La entrevista que reproducimos a continuación fue publicada en el suplemento literario Caballo Verde, editado por Diario El Siglo en 2005. Su autor es el periodista tucumano y actual director del Grupo Pirámide, en Cancún, México, Luciano Núñez.
Núñez realizó esta nota en casa de la actriz Rosita Ávila. A continuación transcribimos este valioso diálogo con el gran artista:
Miguel Ángel Estrella: “Cuando cierro los ojos y toco el piano, es como si hablara y contara”
Por Luciano Núñez*
Tucumán. Argentina. En la intimidad, cuando traspasa la frontera tucumana, es más conocido como Chango. Su mamá le decía Conejito y lo llamaron el Chango Estrella dos años en la cárcel de Uruguay. Durante los dos años de residencia se autodenominó doctor Negrete y el vasto mundo de la música lo conoce simplemente como Miguel Ángel Estrella.

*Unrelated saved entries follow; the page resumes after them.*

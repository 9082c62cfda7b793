//! Streaming session engine.
//!
//! A session owns one upstream call from dispatch to its terminal state:
//!
//! ```text
//! Created → Forwarding → {Streaming | Buffering} → Completing → {Completed, Failed}
//! ```
//!
//! Chunks are fanned out to subscribers in read order. When the client
//! disconnects the session keeps what it has, ends as a partial success, and
//! still persists and accounts the output.

mod classify;
mod engine;
mod registry;
mod state;
mod subscriber;
mod usage;

pub use classify::{FailureCause, ReadContext, SuspensionPoint, classify};
pub use engine::{EngineConfig, SessionControl, SessionEngine, SessionHandle, SessionRequest};
pub use registry::{ActiveSessions, SessionGuard};
pub use state::{FailureReason, SessionOutcome, SessionReport, SessionState};
pub use subscriber::{Collected, Frame, ResponseHead, Subscription};
pub use usage::UsageTracker;
//! Shared fixtures: a scripted upstream, a recording accounting sink, and
//! builders for routes and SSE chunks.

#![allow(dead_code)]

use std::collections::VecDeque;
use std::sync::{Arc, Mutex};

use bytes::Bytes;
use futures::StreamExt;
use futures::channel::mpsc;
use inference_proxy::accounting::{AccountingSink, AccountingTask, EnqueueOutcome};
use inference_proxy::client::{BodyStream, ReadError, UpstreamRequest, UpstreamResponse, UpstreamTransport};
use inference_proxy::models::{ApiMode, ProviderEntry, ProviderKind, ResolvedRoute};
use inference_proxy::quota::Multiplier;
use inference_proxy::store::{MessageStore, StoreResult, StoredMessage};
use serde_json::json;
use url::Url;

pub type BodySender = mpsc::UnboundedSender<Result<Bytes, ReadError>>;

pub enum Scripted {
    Respond {
        status: u16,
        content_type: &'static str,
        body: BodyStream,
    },
    Fail(ReadError),
}

impl Scripted {
    pub fn event_stream(body: BodyStream) -> Self {
        Self::Respond {
            status: 200,
            content_type: "text/event-stream",
            body,
        }
    }

    pub fn json(status: u16, body: &str) -> Self {
        Self::Respond {
            status,
            content_type: "application/json",
            body: fixed_body(vec![Bytes::from(body.to_string())]),
        }
    }
}

/// Answers each `send` with the next scripted response, in order.
#[derive(Default)]
pub struct ScriptedTransport {
    script: Mutex<VecDeque<Scripted>>,
    requests: Mutex<Vec<UpstreamRequest>>,
}

impl ScriptedTransport {
    pub fn new(script: impl IntoIterator<Item = Scripted>) -> Arc<Self> {
        Arc::new(Self {
            script: Mutex::new(script.into_iter().collect()),
            requests: Mutex::new(Vec::new()),
        })
    }

    pub fn requests(&self) -> Vec<UpstreamRequest> {
        self.requests.lock().unwrap().clone()
    }
}

#[async_trait::async_trait]
impl UpstreamTransport for ScriptedTransport {
    async fn send(&self, request: UpstreamRequest) -> Result<UpstreamResponse, ReadError> {
        self.requests.lock().unwrap().push(request);
        let next = self.script.lock().unwrap().pop_front();
        match next {
            Some(Scripted::Respond {
                status,
                content_type,
                body,
            }) => Ok(UpstreamResponse {
                status,
                content_type: Some(content_type.to_string()),
                body,
            }),
            Some(Scripted::Fail(err)) => Err(err),
            None => Err(ReadError::connect("no scripted response left")),
        }
    }
}

/// Keeps every submitted task.
#[derive(Default)]
pub struct RecordingSink {
    tasks: Mutex<Vec<AccountingTask>>,
}

impl RecordingSink {
    pub fn new() -> Arc<Self> {
        Arc::new(Self::default())
    }

    pub fn tasks(&self) -> Vec<AccountingTask> {
        self.tasks.lock().unwrap().clone()
    }
}

impl AccountingSink for RecordingSink {
    fn submit(&self, task: AccountingTask) -> EnqueueOutcome {
        self.tasks.lock().unwrap().push(task);
        EnqueueOutcome::Enqueued
    }
}

/// A body whose chunks the test pushes one at a time. Dropping the sender
/// ends the stream.
pub fn body_channel() -> (BodySender, BodyStream) {
    let (tx, rx) = mpsc::unbounded();
    (tx, rx.boxed())
}

pub fn fixed_body(chunks: Vec<Bytes>) -> BodyStream {
    futures::stream::iter(chunks.into_iter().map(Ok)).boxed()
}

/// One chat-completions delta event.
pub fn delta_chunk(content: &str) -> Bytes {
    let event = json!({"choices": [{"index": 0, "delta": {"content": content}}]});
    Bytes::from(format!("data: {event}\n\n"))
}

pub fn usage_chunk(prompt: u64, completion: u64) -> Bytes {
    let event = json!({
        "choices": [],
        "usage": {
            "prompt_tokens": prompt,
            "completion_tokens": completion,
            "total_tokens": prompt + completion,
        }
    });
    Bytes::from(format!("data: {event}\n\n"))
}

pub fn done_chunk() -> Bytes {
    Bytes::from_static(b"data: [DONE]\n\n")
}

pub fn provider(name: &str, kind: ProviderKind, base_url: &str) -> ProviderEntry {
    ProviderEntry::new(name, kind, Url::parse(base_url).unwrap()).with_credential("sk-test")
}

pub fn route(canonical: &str, multiplier: rust_decimal::Decimal) -> ResolvedRoute {
    ResolvedRoute {
        canonical_name: canonical.to_string(),
        upstream_model: canonical.to_string(),
        provider: Arc::new(provider("openai", ProviderKind::OpenAi, "https://api.openai.com/v1/")),
        multiplier: Multiplier::new(multiplier).unwrap(),
        mode: ApiMode::Standard,
    }
}

/// Message store whose writes never complete.
#[derive(Debug, Default)]
pub struct StalledMessageStore;

#[async_trait::async_trait]
impl MessageStore for StalledMessageStore {
    fn name(&self) -> &str {
        "stalled"
    }

    async fn save(&self, _message: &StoredMessage) -> StoreResult<()> {
        std::future::pending().await
    }
}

Desde otra perspectiva es el creador de Música Esperanza y, para su prima, la actriz Rosita Ávila, es Ñañu. Cerca de las 13, después de una conferencia de prensa en el Salón Blanco de Casa de Gobierno, “te espero a las seis en lo de Rosita”, acuerda.
Puntual a las seis de la tarde, un Estrella con el mate en las manos, no ha terminado aún una larga charla con el secretario de Cultura, pero a quien también va a escuchar es a Pablo, uno de los hijos de su fundación, Música Esperanza, que ya tiene 18 años y se recibió como músico social.
En pocas horas sale su vuelo, porque así es la agenda de este tucumano reconocido en el mundo y embajador por la Argentina ante la Unesco. Por eso apura la entrevista: “Metele negrito que tenemos media hora”.
—¿Por qué en esta casa?
—En esta casa –a dos cuadras de la plaza Independencia- cuando éramos chicos se hacían las fiestas más lindas, la madre de Rosita daba mucha importancia a los niños. Hacía fiestas con títeres, con cosas que, para la clase media baja de aquellos tiempos, como era mi familia, no existían. Había chocolates, ricas tortas, disfraces. En la adolescencia hicimos una amistad muy fuerte con Rosita, y era una de mis más grandes cómplices. Es de las pocas que cuando estuve preso, me escribía. Con Rosita y otros adolescentes de los 50 creamos en el Gymnasium el primer teatro independiente que era el Teatro Gymnas, a mis 13 años me acuerdo de Raúl “Ruly” Serrano, Rolo Maris, Roberto García, adheríamos a utopías de ese género.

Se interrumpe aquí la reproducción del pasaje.